Here is something different…
Maybe this rightly goes under the fiction heading, but so often now, when I read the Bible, my eyes stop on “…the word of the Lord came to me in a dream…” so I don’t know. I’m not sure I want to know. I’m happy to live in that crack between what is real and what’s not and what might be. We live with question marks. Enjoy!
***
Floating with Jesus
The sun bragged on the peaks below, lifting high through the clouds like bent knees in bed. We floated on clouds, Jesus and I, hands clasped behind our heads, drowning in the sheer beauty of it. The ocean beneath was clear and blue. We didn’t talk but shared a silent satisfaction.
Jesus, looking every bit a long-haired Scandinavian god like the one pinned above my grandmother’s bed, looked at me, arching His eyebrows. Reaching into the cloud, He pulled out a leg. A human leg, apparently unused. It was new and shiny, and muscular and clean of any hint of blood or tissue. Unused, I thought, created on the spot by the Creator.
“Here,” He said, holding it like a drumstick. “Feel it.” I took it and stroked it like a cat’s back. Now, awake and writing, I’m surprised at how I gushed. “My gosh,” I said, “this thing is beautiful. I mean…it’s gorgeous.” I was in a bicycle racing accident a year earlier, spending three months in the hospital with a brain injury. For the first two weeks, machines kept me alive, and I was comatose for a month. I learned to walk again, but doctors said no more bikes. No racing and no circling around the block. But, in the clouds now, I wondered: what about with a new leg?
The offer
“You can have it,” He said, waving His arm, nonplussed. “I have arms and more legs for you, too, if you want them.” He smiled again, knowingly. “You can be better than new with these. Faster.” He was speaking my language, appeasing my base desires.
I looked straight at Him. “Are you kidding me? I can have this? I can have new arms and legs? Man,” I said, “I am all in.”
He slowed me down. “There’s something I need to tell you, something you should know.”
“Anything. Shoot.”
He lifted His hand to his chin, and dropped His voice, “You have to die first.”
The denial
Maybe it was my grimace, but he went on, a little too giddy. “Really, it’s no big deal. For you, it’s a drop of water. I mean, it’s eternity, but you’ll see your family again, and it will be like you blinked.” He paused. “Of course, they’ll have to die, too. And for ten or forty years, they’ll have to live with their dad and husband dying, but in eternity they’ll see that it was nothing.”

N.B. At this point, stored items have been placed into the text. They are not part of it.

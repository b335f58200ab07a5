// Lexicon entry types

/// A prefix or suffix entry.
///
/// Several entries may share one surface form; the lexicon table maps each
/// surface form to all of them.
#[derive(Debug, Clone, PartialEq, Eq)]
#[cfg_attr(feature = "serde", derive(serde::Serialize, serde::Deserialize))]
pub struct AffixEntry {
    /// Compatibility category, the key into the matrices.
    pub category: String,
    /// Fully vowelled Buckwalter form.
    pub vowelled: String,
    /// English gloss. May be empty for null affixes.
    pub gloss: String,
}

impl AffixEntry {
    pub fn new(
        category: impl Into<String>,
        vowelled: impl Into<String>,
        gloss: impl Into<String>,
    ) -> Self {
        Self {
            category: category.into(),
            vowelled: vowelled.into(),
            gloss: gloss.into(),
        }
    }
}

/// A stem entry.
///
/// `root` and `pos` are optional in the source data; accessors return an
/// empty string when they are absent.
#[derive(Debug, Clone, PartialEq, Eq)]
#[cfg_attr(feature = "serde", derive(serde::Serialize, serde::Deserialize))]
pub struct StemEntry {
    pub category: String,
    pub vowelled: String,
    pub gloss: String,
    /// Buckwalter triliteral or quadriliteral root.
    #[cfg_attr(feature = "serde", serde(default))]
    pub root: Option<String>,
    /// Part-of-speech tag.
    #[cfg_attr(feature = "serde", serde(default))]
    pub pos: Option<String>,
}

impl StemEntry {
    pub fn new(
        category: impl Into<String>,
        vowelled: impl Into<String>,
        gloss: impl Into<String>,
    ) -> Self {
        Self {
            category: category.into(),
            vowelled: vowelled.into(),
            gloss: gloss.into(),
            root: None,
            pos: None,
        }
    }

    pub fn with_root(mut self, root: impl Into<String>) -> Self {
        self.root = Some(root.into());
        self
    }

    pub fn with_pos(mut self, pos: impl Into<String>) -> Self {
        self.pos = Some(pos.into());
        self
    }

    /// The root, or `""` when the entry has none.
    pub fn root(&self) -> &str {
        self.root.as_deref().unwrap_or("")
    }

    /// The part-of-speech tag, or `""` when the entry has none.
    pub fn pos(&self) -> &str {
        self.pos.as_deref().unwrap_or("")
    }
}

I didn’t think my dying would be ‘nothing’ to my family and looked at the leg and then at Jesus. “Man,” I said, and shook my head. “Did you see them when I was in the hospital? They literally gave up their lives for me. The girls were fantastic. They made everyone feel better. And Mal? I mean, she was the husband and the wife, she paid the bills, she took care of me…” I looked up at Jesus. “I’m sorry, but I can’t trade their misery for my wholeness. It doesn’t matter for how long. A nurse at the hospital told me one night that when she sees my wife, she thinks she ‘ain’t never seen love like that before,’ and I didn’t argue. Love like that should be loved back.”
No Problem
I don’t know what I expected. This was the God of Thunder, after all, who whipped the money changers and cleaned out the Temple of anyone taking advantage of others, but he just smiled, laying back in His cloud.
“It’s no problem, Dennis. Really. It’s your decision.”
Somewhere between awake and dream, I sat up that morning, in bed, with Jesus still smiling at me. I shot a look to where my wife would lay, and she was there. “I’m still alive,” I thought. And I couldn’t help but wonder, as I lay there with my hand on my wife’s back if I would have died if I said Yes to Jesus. Awake, I wondered, too, if it was a test, a dream, or the result of food gone bad. I still wonder.